Known officially as the savings offset payment, the Dirigo tax supposedly represents savings to Maine's health system. In theory, insurers would enjoy lower costs because Dirigo, by covering previously uninsured people, would reduce the amount of charity work performed by hospitals, physicians and other providers. (Those costs are currently "shifted" to people paying for private coverage.)
The insurers, in turn, are supposed to reimburse Dirigo for those savings to further fund the program. Initially, the Dirigo Health Agency claimed the savings were $233 million over the past year. The DHA board reduced that to $136 million. And state Superintendent of Insurance Alessandro Iuppa recently ruled that savings actually amounted to only $43.7 million.
Now, in a negotiating atmosphere turned sharp and bitter, health insurance companies are arguing strenuously there have been no savings at all - certainly none that can be attributed to Dirigo.
Who's right? Who knows? But if the estimates can range from $233 million down to $43.7 million, any estimate of savings is dubious. Regardless, the superintendent's decision will stand - insurers will be forced to pay as much as $43.7 million.
But insurance industry officials, claiming they cannot "absorb" the fee, say they will pass it on to customers as higher premiums. Correctly sensing that the "pass through" will inflame voters and erode support for his cornerstone program, the governor called a press conference on Nov. 3 where he heatedly denounced the Dirigo tax.
"The country is watching," the governor declared. "This is unacceptable. Period."
The governor, however, has little control over the insurance companies. And as they see it, business is business. The tax, said a Cigna spokeswoman, "is going to pave the way for increased health insurance costs in the state, which will result in some Maine people losing their health insurance."

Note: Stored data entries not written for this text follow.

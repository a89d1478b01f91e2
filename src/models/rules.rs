//! Per-instrument classification rules.
//!
//! A [`RuleBook`] maps an instrument symbol to a [`RuleSet`]: an ordered list of
//! `(predicate, label)` rules evaluated top to bottom. Rule books are plain
//! data so thresholds can be loaded from JSON instead of living in code.

use serde::{Deserialize, Serialize};
use std::collections::BTreeMap;
use std::path::Path;

use crate::error::{Result, SignalError};
use crate::models::indicators::IndicatorSpec;
use crate::models::macro_context::MacroField;
use crate::models::signal::SignalLabel;

/// A numeric input to a comparison.
#[derive(Debug, Clone, PartialEq, Serialize, Deserialize)]
#[serde(rename_all = "PascalCase")]
pub enum Operand {
    Close,
    Volume,
    Indicator(IndicatorSpec),
    Macro(MacroField),
    Constant(f64),
    /// `operand * factor`, e.g. a moving average less a 3% margin.
    Scaled { operand: Box<Operand>, factor: f64 },
}

impl Operand {
    pub fn indicator(spec: IndicatorSpec) -> Self {
        Self::Indicator(spec)
    }

    pub fn constant(value: f64) -> Self {
        Self::Constant(value)
    }

    pub fn scaled(self, factor: f64) -> Self {
        Self::Scaled {
            operand: Box::new(self),
            factor,
        }
    }

    pub fn lt(self, right: Operand) -> Predicate {
        Predicate::compare(self, Comparison::LessThan, right)
    }

    pub fn le(self, right: Operand) -> Predicate {
        Predicate::compare(self, Comparison::LessEqual, right)
    }

    pub fn gt(self, right: Operand) -> Predicate {
        Predicate::compare(self, Comparison::GreaterThan, right)
    }

    pub fn ge(self, right: Operand) -> Predicate {
        Predicate::compare(self, Comparison::GreaterEqual, right)
    }

    fn collect_specs(&self, out: &mut Vec<IndicatorSpec>) {
        match self {
            Self::Indicator(spec) => push_unique(out, *spec),
            Self::Scaled { operand, .. } => operand.collect_specs(out),
            Self::Close | Self::Volume | Self::Macro(_) | Self::Constant(_) => {}
        }
    }

    fn validate(&self) -> Result<()> {
        match self {
            Self::Indicator(spec) => spec.validate(),
            Self::Constant(v) | Self::Scaled { factor: v, .. } if !v.is_finite() => Err(
                SignalError::Config(format!("non-finite number in operand {:?}", self)),
            ),
            Self::Scaled { operand, .. } => operand.validate(),
            _ => Ok(()),
        }
    }
}

/// Comparison operators. Evaluated exactly as named: `LessEqual` includes the boundary.
#[derive(Debug, Clone, Copy, PartialEq, Eq, Serialize, Deserialize)]
#[serde(rename_all = "PascalCase")]
pub enum Comparison {
    LessThan,
    LessEqual,
    GreaterThan,
    GreaterEqual,
}

impl Comparison {
    pub fn apply(self, left: f64, right: f64) -> bool {
        match self {
            Self::LessThan => left < right,
            Self::LessEqual => left <= right,
            Self::GreaterThan => left > right,
            Self::GreaterEqual => left >= right,
        }
    }
}

#[derive(Debug, Clone, PartialEq, Serialize, Deserialize)]
#[serde(rename_all = "PascalCase")]
pub enum Predicate {
    Compare {
        left: Operand,
        comparison: Comparison,
        right: Operand,
    },
    All(Vec<Predicate>),
    Any(Vec<Predicate>),
    Not(Box<Predicate>),
}

impl Predicate {
    pub fn compare(left: Operand, comparison: Comparison, right: Operand) -> Self {
        Self::Compare {
            left,
            comparison,
            right,
        }
    }

    pub fn all(predicates: Vec<Predicate>) -> Self {
        Self::All(predicates)
    }

    pub fn any(predicates: Vec<Predicate>) -> Self {
        Self::Any(predicates)
    }

    pub fn negate(self) -> Self {
        Self::Not(Box::new(self))
    }

    fn collect_specs(&self, out: &mut Vec<IndicatorSpec>) {
        match self {
            Self::Compare { left, right, .. } => {
                left.collect_specs(out);
                right.collect_specs(out);
            }
            Self::All(children) | Self::Any(children) => {
                children.iter().for_each(|c| c.collect_specs(out))
            }
            Self::Not(inner) => inner.collect_specs(out),
        }
    }

    fn validate(&self) -> Result<()> {
        match self {
            Self::Compare { left, right, .. } => {
                left.validate()?;
                right.validate()
            }
            Self::All(children) | Self::Any(children) => {
                children.iter().try_for_each(Predicate::validate)
            }
            Self::Not(inner) => inner.validate(),
        }
    }
}

#[derive(Debug, Clone, PartialEq, Serialize, Deserialize)]
pub struct Rule {
    pub id: String,
    pub label: SignalLabel,
    pub when: Predicate,
}

impl Rule {
    pub fn new(id: impl Into<String>, label: SignalLabel, when: Predicate) -> Self {
        Self {
            id: id.into(),
            label,
            when,
        }
    }
}

/// Ordered rules for one instrument; the first matching rule wins.
#[derive(Debug, Clone, PartialEq, Serialize, Deserialize)]
pub struct RuleSet {
    /// Momentum indicator the snapshot must carry for classification to proceed.
    pub momentum: IndicatorSpec,
    pub rules: Vec<Rule>,
}

impl RuleSet {
    pub fn new(momentum: IndicatorSpec, rules: Vec<Rule>) -> Self {
        Self { momentum, rules }
    }

    /// Every indicator referenced by the momentum field or any rule.
    pub fn required_specs(&self) -> Vec<IndicatorSpec> {
        let mut specs = vec![self.momentum];
        for rule in &self.rules {
            rule.when.collect_specs(&mut specs);
        }
        specs
    }

    pub fn validate(&self) -> Result<()> {
        self.momentum.validate()?;
        for rule in &self.rules {
            if rule.id.trim().is_empty() {
                return Err(SignalError::Config("rule with empty id".to_string()));
            }
            rule.when.validate()?;
        }
        Ok(())
    }
}

/// Instrument symbol → rule set. Symbols are stored upper-case.
#[derive(Debug, Clone, PartialEq, Serialize, Deserialize)]
#[serde(transparent)]
pub struct RuleBook {
    instruments: BTreeMap<String, RuleSet>,
}

impl RuleBook {
    pub fn empty() -> Self {
        Self {
            instruments: BTreeMap::new(),
        }
    }

    pub fn with_instrument(mut self, symbol: &str, rules: RuleSet) -> Self {
        self.insert(symbol, rules);
        self
    }

    pub fn insert(&mut self, symbol: &str, rules: RuleSet) {
        self.instruments.insert(symbol.to_ascii_uppercase(), rules);
    }

    pub fn get(&self, symbol: &str) -> Option<&RuleSet> {
        self.instruments.get(&symbol.to_ascii_uppercase())
    }

    pub fn symbols(&self) -> impl Iterator<Item = &str> {
        self.instruments.keys().map(String::as_str)
    }

    pub fn len(&self) -> usize {
        self.instruments.len()
    }

    pub fn is_empty(&self) -> bool {
        self.instruments.is_empty()
    }

    /// Union of the indicators needed by every instrument.
    pub fn required_specs(&self) -> Vec<IndicatorSpec> {
        let mut specs = Vec::new();
        for rule_set in self.instruments.values() {
            for spec in rule_set.required_specs() {
                push_unique(&mut specs, spec);
            }
        }
        specs
    }

    pub fn validate(&self) -> Result<()> {
        for (symbol, rule_set) in &self.instruments {
            rule_set
                .validate()
                .map_err(|e| SignalError::Config(format!("{}: {}", symbol, e)))?;
        }
        Ok(())
    }

    pub fn from_json_str(json: &str) -> Result<Self> {
        let parsed: RuleBook = serde_json::from_str(json)?;
        // re-key so lookups stay case-insensitive
        let mut book = Self::empty();
        for (symbol, rule_set) in parsed.instruments {
            book.insert(&symbol, rule_set);
        }
        book.validate()?;
        Ok(book)
    }

    pub fn load(path: impl AsRef<Path>) -> Result<Self> {
        let json = std::fs::read_to_string(path)?;
        Self::from_json_str(&json)
    }
}

fn push_unique(specs: &mut Vec<IndicatorSpec>, spec: IndicatorSpec) {
    if !specs.contains(&spec) {
        specs.push(spec);
    }
}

In light of these disturbing developments, it is time to repeal the Dirigo tax and perhaps find another way to fund the program. If the tax is unacceptable to the governor, it's clearly going to be unacceptable to Mainers, who will rightfully ask how the governor expects to lower the cost of health insurance by imposing a new tax on it.
The $300 or $400 Dirigo tax on a family would pay for a tank of heating oil. It would pay for winter coats and boots for their kids. There is no justification for forcing citizens to pay that much money for a program that is of zero value to them.
Politically, of course, the tax is a loser. Most folks haven't paid attention to the workings of Dirigo. But they will be furious when they learn that this scheme is going to cost them big time, especially when the incessant Dirigo commercials on radio and TV keep telling them that the program is such a raving success.
Nor will many legislators enjoy facing angry constituents demanding to know how this fiasco could have happened. How could they defend such a thing?
I believe most legislators would vote to terminate this tax, for fear that voters would retaliate next November. We may find out when 2006 rolls around.